Dataset items
────────────────────────────────────────

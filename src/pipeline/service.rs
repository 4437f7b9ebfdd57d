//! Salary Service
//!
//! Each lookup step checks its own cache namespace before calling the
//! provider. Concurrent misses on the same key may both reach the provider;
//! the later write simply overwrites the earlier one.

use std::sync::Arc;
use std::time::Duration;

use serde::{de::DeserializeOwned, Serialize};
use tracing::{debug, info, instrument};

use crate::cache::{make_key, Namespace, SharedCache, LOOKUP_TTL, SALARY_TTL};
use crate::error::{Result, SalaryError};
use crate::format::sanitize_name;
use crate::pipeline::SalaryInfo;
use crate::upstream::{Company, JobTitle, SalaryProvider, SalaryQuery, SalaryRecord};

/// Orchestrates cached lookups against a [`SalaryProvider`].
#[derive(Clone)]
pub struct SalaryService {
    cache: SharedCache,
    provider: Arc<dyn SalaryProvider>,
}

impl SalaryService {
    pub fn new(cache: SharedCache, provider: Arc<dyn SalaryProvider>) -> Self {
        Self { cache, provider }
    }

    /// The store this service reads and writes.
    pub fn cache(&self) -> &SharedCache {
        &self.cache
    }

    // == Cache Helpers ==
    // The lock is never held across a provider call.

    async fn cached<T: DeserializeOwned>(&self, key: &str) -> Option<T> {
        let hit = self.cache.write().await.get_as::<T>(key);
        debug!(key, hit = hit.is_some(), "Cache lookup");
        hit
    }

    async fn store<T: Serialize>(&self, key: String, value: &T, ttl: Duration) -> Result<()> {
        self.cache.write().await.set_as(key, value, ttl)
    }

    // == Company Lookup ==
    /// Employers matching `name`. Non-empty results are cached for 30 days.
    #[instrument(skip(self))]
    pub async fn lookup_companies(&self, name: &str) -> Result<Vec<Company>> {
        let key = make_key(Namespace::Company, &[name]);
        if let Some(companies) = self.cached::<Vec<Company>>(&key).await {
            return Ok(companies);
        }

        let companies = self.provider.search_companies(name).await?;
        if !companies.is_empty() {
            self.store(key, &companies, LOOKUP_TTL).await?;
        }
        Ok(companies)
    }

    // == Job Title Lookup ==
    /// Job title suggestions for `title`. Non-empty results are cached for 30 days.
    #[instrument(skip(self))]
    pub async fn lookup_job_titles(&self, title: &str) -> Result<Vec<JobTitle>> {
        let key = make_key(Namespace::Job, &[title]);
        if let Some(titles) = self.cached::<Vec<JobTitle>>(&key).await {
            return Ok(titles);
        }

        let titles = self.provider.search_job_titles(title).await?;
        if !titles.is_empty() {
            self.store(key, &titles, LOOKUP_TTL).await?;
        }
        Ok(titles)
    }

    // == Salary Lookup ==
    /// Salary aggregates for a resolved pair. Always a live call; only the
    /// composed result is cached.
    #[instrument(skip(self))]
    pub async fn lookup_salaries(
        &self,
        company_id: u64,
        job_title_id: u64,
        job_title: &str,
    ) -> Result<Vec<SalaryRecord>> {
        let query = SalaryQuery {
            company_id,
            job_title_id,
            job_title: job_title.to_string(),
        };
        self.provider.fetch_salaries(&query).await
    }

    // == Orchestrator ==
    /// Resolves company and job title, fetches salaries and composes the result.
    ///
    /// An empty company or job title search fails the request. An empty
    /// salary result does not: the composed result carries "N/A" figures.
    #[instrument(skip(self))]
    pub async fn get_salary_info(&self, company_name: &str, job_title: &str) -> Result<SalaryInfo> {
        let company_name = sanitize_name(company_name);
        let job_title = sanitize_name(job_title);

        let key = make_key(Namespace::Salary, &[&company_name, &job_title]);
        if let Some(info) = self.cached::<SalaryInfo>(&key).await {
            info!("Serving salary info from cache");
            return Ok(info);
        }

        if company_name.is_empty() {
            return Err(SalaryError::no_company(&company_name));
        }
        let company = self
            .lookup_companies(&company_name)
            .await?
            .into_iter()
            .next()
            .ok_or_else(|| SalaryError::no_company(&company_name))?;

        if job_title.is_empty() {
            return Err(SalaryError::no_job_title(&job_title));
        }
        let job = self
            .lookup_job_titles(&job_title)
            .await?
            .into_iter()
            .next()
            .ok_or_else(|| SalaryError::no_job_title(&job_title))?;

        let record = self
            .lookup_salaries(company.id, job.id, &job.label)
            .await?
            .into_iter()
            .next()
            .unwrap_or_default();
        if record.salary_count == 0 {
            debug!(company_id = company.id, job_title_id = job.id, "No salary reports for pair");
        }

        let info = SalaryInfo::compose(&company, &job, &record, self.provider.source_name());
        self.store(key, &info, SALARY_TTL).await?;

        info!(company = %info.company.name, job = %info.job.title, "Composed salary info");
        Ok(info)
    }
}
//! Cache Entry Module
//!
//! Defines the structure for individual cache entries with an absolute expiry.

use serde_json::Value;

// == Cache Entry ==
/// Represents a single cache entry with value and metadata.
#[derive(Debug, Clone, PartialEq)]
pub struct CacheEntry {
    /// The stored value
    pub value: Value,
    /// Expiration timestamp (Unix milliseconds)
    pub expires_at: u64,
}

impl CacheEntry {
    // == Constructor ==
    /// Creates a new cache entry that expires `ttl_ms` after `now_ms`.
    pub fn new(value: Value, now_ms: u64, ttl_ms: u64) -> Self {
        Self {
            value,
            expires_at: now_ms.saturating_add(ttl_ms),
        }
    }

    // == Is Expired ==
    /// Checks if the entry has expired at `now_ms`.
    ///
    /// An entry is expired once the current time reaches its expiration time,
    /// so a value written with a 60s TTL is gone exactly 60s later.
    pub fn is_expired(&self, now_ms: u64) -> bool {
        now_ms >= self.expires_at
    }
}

────────────────────────────────────────

Task to carry out:
Return a word-for-word copy of the lines above from the one holding "let companies = self.provider.search_companies(name).await?;" through the one holding "Job Title Lookup", with both of them included and nothing besides.

Answer section:
        let companies = self.provider.search_companies(name).await?;
        if !companies.is_empty() {
            self.store(key, &companies, LOOKUP_TTL).await?;
        }
        Ok(companies)
    }

    // == Job Title Lookup ==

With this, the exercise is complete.